[ACTIVITY]
In the records that come next, find every line with "while". Return those lines.

[Saved data entries]

▬▬▬▬▬▬▬▬▬▬

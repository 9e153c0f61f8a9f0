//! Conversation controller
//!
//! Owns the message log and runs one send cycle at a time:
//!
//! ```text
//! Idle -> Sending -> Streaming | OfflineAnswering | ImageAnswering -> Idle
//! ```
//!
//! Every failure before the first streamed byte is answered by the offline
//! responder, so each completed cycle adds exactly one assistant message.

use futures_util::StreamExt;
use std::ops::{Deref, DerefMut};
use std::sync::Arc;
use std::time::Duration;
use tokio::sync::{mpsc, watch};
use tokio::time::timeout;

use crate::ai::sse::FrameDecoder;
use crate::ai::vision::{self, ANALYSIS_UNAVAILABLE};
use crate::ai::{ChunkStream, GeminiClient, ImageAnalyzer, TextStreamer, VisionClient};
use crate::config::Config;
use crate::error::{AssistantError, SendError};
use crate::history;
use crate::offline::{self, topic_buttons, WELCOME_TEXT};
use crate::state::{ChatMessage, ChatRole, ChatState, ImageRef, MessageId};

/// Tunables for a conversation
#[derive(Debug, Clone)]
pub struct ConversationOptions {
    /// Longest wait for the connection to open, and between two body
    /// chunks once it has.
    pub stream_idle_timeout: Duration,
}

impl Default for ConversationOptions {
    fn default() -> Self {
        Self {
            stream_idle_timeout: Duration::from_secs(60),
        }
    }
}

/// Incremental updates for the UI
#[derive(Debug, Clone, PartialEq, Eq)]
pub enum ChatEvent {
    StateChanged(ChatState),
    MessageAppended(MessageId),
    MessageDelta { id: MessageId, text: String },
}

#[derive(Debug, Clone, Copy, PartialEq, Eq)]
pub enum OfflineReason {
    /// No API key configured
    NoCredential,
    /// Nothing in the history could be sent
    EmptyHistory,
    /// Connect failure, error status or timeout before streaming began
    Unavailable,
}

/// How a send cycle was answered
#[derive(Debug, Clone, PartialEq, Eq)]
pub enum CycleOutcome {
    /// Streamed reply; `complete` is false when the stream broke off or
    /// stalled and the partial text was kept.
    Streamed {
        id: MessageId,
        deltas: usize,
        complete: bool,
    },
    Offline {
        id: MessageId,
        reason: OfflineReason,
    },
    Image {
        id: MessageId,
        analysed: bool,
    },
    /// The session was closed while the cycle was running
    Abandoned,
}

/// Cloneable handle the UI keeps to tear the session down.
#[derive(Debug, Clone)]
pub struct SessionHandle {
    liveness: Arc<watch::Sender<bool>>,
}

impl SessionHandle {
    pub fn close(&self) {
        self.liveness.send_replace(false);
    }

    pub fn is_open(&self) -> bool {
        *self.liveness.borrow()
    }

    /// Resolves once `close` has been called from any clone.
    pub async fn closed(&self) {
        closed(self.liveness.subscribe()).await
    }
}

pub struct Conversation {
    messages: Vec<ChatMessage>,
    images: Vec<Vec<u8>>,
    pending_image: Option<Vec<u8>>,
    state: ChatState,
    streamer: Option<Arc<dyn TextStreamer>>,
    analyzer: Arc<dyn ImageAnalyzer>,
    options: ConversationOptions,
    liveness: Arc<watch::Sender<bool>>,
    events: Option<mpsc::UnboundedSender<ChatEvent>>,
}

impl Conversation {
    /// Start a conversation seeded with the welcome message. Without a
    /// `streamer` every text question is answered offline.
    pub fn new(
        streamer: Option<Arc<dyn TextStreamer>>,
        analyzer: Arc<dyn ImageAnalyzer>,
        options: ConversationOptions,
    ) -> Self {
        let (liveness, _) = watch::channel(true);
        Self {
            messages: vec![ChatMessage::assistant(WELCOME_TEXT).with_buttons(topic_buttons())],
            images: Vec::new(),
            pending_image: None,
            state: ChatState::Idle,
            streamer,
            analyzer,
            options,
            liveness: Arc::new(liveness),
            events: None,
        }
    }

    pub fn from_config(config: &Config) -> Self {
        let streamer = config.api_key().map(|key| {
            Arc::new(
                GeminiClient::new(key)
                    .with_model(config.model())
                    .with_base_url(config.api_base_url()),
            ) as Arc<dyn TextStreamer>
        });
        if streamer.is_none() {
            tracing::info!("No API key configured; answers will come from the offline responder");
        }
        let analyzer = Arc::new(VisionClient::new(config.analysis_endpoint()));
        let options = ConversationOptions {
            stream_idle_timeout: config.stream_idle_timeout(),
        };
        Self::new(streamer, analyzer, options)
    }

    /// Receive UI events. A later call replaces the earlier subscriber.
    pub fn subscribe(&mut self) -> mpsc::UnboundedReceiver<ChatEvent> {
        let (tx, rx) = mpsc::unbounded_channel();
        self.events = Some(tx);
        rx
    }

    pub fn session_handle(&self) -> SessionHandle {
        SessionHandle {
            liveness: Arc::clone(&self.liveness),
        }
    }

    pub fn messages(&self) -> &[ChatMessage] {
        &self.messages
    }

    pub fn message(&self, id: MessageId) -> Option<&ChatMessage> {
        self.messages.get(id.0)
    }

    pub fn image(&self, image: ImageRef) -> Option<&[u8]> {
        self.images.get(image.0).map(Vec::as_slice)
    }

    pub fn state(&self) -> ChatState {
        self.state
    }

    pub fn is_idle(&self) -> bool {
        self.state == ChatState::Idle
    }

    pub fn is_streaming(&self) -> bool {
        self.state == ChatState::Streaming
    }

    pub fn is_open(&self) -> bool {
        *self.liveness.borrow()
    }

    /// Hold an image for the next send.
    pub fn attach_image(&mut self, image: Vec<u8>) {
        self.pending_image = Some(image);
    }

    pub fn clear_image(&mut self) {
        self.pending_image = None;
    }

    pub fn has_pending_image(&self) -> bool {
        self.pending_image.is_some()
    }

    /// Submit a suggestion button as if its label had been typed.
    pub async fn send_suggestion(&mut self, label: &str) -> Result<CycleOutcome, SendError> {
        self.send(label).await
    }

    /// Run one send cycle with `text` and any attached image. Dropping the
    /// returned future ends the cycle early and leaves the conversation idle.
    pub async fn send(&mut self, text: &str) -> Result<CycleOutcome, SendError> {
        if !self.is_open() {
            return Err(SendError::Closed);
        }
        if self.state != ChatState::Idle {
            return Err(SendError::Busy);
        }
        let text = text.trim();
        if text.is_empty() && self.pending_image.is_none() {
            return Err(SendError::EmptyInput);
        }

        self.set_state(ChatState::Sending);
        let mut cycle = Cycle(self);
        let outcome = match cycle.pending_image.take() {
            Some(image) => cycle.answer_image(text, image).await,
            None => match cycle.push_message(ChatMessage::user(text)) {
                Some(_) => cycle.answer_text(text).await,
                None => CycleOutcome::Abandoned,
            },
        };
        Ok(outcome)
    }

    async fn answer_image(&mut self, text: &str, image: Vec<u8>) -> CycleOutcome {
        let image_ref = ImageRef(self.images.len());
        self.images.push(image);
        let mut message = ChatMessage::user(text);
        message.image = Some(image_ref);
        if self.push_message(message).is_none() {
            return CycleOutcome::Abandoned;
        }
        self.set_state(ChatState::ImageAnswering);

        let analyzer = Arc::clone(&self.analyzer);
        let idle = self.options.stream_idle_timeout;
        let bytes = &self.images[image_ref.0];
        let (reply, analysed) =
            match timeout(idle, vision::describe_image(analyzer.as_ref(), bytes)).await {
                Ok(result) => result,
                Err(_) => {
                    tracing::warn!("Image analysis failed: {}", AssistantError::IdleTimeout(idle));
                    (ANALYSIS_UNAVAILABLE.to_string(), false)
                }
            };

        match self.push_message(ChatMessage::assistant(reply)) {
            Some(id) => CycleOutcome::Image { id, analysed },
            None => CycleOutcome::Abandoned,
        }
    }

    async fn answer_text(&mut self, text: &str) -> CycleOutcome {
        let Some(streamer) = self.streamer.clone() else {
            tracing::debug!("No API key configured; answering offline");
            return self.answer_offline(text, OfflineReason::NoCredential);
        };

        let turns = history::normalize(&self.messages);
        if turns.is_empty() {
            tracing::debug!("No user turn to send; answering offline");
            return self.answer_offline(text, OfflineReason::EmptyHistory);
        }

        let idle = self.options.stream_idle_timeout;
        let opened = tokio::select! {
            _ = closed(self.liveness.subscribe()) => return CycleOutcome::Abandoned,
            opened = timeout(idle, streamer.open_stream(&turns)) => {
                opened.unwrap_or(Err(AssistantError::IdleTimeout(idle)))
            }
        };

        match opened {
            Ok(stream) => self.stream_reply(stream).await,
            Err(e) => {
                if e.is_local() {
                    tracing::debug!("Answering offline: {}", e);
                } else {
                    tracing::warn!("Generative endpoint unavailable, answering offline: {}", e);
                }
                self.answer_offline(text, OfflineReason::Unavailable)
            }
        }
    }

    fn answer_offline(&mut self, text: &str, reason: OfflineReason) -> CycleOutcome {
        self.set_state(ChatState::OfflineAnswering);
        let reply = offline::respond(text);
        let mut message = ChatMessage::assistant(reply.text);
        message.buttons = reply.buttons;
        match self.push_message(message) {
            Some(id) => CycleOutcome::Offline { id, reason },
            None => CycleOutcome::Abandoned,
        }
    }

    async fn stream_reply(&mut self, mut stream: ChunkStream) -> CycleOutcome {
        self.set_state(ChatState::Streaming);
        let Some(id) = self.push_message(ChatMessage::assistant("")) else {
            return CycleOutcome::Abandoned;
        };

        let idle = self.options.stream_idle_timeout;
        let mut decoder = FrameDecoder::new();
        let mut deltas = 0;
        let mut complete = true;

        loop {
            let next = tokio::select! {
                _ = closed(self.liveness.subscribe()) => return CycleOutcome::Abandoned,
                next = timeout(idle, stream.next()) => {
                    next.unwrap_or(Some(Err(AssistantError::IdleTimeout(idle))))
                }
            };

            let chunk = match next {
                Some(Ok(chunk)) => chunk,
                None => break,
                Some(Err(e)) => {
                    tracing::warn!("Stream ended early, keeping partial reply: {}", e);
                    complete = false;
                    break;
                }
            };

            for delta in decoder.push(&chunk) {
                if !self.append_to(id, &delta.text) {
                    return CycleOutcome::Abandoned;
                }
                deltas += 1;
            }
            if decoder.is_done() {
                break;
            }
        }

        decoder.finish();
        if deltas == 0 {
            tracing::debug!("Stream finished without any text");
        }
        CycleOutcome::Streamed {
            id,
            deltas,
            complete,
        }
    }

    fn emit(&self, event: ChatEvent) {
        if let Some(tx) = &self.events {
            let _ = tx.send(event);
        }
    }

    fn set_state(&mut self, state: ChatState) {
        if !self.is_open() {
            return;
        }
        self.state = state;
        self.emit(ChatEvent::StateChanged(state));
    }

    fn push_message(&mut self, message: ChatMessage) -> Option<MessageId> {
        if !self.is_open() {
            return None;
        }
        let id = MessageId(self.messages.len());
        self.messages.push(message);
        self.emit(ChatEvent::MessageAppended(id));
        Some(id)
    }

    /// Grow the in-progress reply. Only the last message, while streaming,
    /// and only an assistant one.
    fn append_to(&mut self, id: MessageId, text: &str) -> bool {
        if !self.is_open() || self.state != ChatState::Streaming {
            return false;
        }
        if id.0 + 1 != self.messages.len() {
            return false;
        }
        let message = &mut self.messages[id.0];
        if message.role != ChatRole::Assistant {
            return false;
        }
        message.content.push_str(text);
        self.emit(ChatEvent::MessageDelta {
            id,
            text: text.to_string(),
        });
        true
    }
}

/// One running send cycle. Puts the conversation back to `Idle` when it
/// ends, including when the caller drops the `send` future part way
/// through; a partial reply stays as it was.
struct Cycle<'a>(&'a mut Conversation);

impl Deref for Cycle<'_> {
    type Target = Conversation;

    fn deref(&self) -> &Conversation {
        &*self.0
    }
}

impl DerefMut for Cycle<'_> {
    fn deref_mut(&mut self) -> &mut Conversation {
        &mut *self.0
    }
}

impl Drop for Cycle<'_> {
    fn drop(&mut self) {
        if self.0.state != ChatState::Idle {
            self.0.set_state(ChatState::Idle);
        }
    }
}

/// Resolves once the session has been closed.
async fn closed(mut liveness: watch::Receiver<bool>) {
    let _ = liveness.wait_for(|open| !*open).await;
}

▬▬▬▬▬▬▬▬▬▬

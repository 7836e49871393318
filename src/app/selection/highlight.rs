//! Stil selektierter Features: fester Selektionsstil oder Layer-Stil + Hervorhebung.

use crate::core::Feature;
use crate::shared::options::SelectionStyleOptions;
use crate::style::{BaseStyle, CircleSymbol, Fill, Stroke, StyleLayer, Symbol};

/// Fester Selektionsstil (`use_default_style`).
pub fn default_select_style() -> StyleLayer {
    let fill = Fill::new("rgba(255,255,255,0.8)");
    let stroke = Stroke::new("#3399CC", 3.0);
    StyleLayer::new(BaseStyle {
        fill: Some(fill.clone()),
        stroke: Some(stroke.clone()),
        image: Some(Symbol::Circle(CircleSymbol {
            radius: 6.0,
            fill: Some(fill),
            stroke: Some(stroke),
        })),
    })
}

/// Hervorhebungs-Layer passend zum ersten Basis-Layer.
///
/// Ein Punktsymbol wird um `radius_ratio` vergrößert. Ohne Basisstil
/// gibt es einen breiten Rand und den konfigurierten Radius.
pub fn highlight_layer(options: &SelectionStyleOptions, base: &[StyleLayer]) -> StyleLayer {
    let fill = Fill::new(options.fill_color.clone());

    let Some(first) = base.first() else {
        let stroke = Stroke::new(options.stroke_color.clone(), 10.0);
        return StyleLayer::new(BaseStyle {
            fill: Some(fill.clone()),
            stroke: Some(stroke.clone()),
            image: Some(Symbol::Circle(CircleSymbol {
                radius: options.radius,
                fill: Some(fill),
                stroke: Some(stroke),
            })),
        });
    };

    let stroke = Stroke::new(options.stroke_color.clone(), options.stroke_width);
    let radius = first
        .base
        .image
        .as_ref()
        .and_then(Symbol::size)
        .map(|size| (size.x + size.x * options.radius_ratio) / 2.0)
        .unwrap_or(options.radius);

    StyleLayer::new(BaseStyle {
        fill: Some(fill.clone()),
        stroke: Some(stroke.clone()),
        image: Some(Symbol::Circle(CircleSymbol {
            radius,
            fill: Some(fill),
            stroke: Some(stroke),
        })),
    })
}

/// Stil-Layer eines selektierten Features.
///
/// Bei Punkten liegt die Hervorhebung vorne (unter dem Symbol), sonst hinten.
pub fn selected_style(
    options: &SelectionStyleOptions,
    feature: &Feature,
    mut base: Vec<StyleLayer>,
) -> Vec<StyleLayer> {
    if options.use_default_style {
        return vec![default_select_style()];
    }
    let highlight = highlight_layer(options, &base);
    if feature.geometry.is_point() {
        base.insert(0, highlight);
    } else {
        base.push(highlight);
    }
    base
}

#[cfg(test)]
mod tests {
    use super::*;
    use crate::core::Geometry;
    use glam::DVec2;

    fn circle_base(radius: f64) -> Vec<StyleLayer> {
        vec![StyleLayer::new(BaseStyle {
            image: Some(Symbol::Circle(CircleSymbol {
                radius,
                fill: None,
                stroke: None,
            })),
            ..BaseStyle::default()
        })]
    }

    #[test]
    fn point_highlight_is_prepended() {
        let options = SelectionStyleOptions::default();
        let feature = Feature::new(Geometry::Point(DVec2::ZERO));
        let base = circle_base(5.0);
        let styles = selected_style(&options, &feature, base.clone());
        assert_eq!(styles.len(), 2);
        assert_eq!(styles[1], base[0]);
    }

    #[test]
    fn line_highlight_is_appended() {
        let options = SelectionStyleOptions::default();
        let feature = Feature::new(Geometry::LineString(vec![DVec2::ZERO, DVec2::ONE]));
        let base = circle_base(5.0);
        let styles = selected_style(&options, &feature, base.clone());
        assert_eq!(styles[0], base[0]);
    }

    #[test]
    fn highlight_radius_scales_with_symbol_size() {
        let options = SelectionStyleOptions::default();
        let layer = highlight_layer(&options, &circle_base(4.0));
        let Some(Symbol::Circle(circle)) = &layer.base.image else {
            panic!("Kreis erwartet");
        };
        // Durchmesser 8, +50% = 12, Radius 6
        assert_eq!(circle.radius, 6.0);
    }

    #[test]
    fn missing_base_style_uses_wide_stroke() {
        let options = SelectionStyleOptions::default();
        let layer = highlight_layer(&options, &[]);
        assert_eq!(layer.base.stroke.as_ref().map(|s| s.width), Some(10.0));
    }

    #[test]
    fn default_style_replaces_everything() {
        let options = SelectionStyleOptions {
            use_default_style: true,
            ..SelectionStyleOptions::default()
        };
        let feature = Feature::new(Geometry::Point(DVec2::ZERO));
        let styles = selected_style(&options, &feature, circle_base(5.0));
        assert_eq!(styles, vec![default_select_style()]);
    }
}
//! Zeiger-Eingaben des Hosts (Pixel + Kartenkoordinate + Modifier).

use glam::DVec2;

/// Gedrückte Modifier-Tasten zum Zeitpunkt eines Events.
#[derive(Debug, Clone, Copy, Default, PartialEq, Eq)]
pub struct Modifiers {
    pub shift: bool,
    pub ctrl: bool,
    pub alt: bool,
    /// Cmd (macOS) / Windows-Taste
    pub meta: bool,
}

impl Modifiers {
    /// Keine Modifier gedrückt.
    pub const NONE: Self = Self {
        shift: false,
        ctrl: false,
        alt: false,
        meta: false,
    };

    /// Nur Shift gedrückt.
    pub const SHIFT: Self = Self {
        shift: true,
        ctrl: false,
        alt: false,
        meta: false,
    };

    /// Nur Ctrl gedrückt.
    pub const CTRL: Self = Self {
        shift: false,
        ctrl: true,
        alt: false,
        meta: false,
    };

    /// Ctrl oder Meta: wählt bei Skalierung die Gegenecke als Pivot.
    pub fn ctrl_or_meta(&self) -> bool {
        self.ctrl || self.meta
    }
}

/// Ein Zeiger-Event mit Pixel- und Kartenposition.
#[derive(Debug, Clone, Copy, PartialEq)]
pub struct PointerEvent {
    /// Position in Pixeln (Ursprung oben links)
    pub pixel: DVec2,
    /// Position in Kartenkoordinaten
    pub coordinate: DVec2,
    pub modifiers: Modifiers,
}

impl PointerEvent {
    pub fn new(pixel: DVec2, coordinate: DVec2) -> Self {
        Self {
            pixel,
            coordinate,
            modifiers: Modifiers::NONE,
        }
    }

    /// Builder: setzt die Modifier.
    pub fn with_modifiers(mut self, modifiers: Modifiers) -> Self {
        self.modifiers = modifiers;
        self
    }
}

▬▬▬▬▬▬▬▬▬▬

[EXPECTED ANSWER]
    /// The session was closed while the cycle was running
    /// Grow the in-progress reply. Only the last message, while streaming,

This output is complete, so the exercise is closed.